LIVORNO. A QUASI 160 ANNI DALLA FONDAZIONE
«Non è un libro di storia. È scritto da una persona di parte, convinta che la coerenza sia una grande virtù». E poi: «Ho solo ripercorso le vicende del più vecchio sodalizio laico della nostra città». Massimo Bianchi, classe 1944, lo mette in chiaro fin dal primo rigo: del resto, è stato leader socialista per una vita, dalla parte anche del Craxi di Hammamet, tanto al governo (fino a diventare tre volte vicesindaco) quanto all’opposizione (in feroce polemica contro il monocolore Pci). Ma anche – ed è questo il caso che più interessa stavolta – esponente di primissimo piano della massoneria come numero due nazionale del Grande Oriente (e poi gran maestro onorario dal 2014 in Italia e dal 2016 in Albania): lo è stato con la scelta fuori dal comune di dichiararlo pubblicamente.
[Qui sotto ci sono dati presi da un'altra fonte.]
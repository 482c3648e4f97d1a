//! Statistics for relay sessions

pub mod metrics;

pub use metrics::{ProducerStats, RelayCounters, RelayStats};
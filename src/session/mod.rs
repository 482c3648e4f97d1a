//! Relay connection sessions
//!
//! A WebSocket connection is classified once, at upgrade time, from its
//! path. The resulting role never changes for the lifetime of the
//! connection.

pub mod context;

pub use context::{ConnectionRole, SessionContext};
Con il libro dedicato alla Fratellanza Artigiana «tempio della democrazia livornese» – della quale fra pochi giorni ricorre l’anniversario della fondazione nel 1861 – mette sotto i riflettori del proprio lavoro sulle tracce della memoria l’esigenza di fissare nero su bianco percorsi, nomi, luoghi, intenzioni, errori, ripensamenti dell’ universo laico per il quale Bianchi ha speso l’esistenza: in una città che è stata spesso una duplice “chiesa”, quella dei campanili e quella del Pci, ecco l’appartenenza alle logge e la militanza socialista. «La storia non inizia da domani»: questo motto vale come una sorta di pre-titolo. In linea con le ultime parole del libro: «Non la memoria del tempo che fu ma la memoria per il tempo che verrà. Ecco che quest’ultimo libro – prefazione dell’attuale leader del Goi, Stefano Bisi – di
Massimo Bianchi all’interno di un tempio massonico
mette in fila con quelli precedenti dedicati ora all’uno ora all’altro versante dell’impegno di Bianchi. Anche stavolta torna non solo a fare nomi e cognomi ma anche a metterne in fila più di 200 in coda al libro, oltre a elencare tanto i soci fondatori che tutti i presidenti nell’arco di un secolo e mezzo. Così com’è accaduto nei libri precedenti, Bianchi si è in ventato una sorta di contrappunto che percorre tutto il testo: le chiama “curiosità” e servono per mettere una sfilza di note a margine, che si mostrano efficaci. Magari semplicemente per ricordare che: 1) «a Livorno è conservata una delle più importanti collezioni di cimeli garibaldini, proprietà della famiglia Sgarallino»; 2) Garibaldi invita Sgarallino a fondare anche a Livorno una Società per il Tiro al Bersaglio per creare una milizia popolare; 3) è proprio la Fratellanza a ospitare la riunione che fa nascere la sezione comunista livornese; 4) nell’ottobre 1921 a Antignano il duello fra Mussolini e Ciccotti Scozzese; 6) due anni più tardi il consiglio comunale nomina Mussolini cittadino onorario di Livorno. Dopo aver ricordato l’utilizzo strumentale dell’accusa di essere massone come modalità per faide interne (e nel ’25 il ritrovamento nei Fossi di documenti massonici, compresi schedario e qualche cappuccio), è in una di queste “curiosità” che Bianchi ricorda come l’aula del consiglio comunale di Livorno sia sovrastata da una serie di busti illustri, e «l’appartenenza massonica è largamente maggioritaria». Quanto alla scelta di darsi una dimensione aperta all’esterno, l’autore ricorda la svolta nel 2001: nella manifestazione dopo l’attentato alle Torri gemelle sfilarono pubblicamente i labari massonici listati a lutto.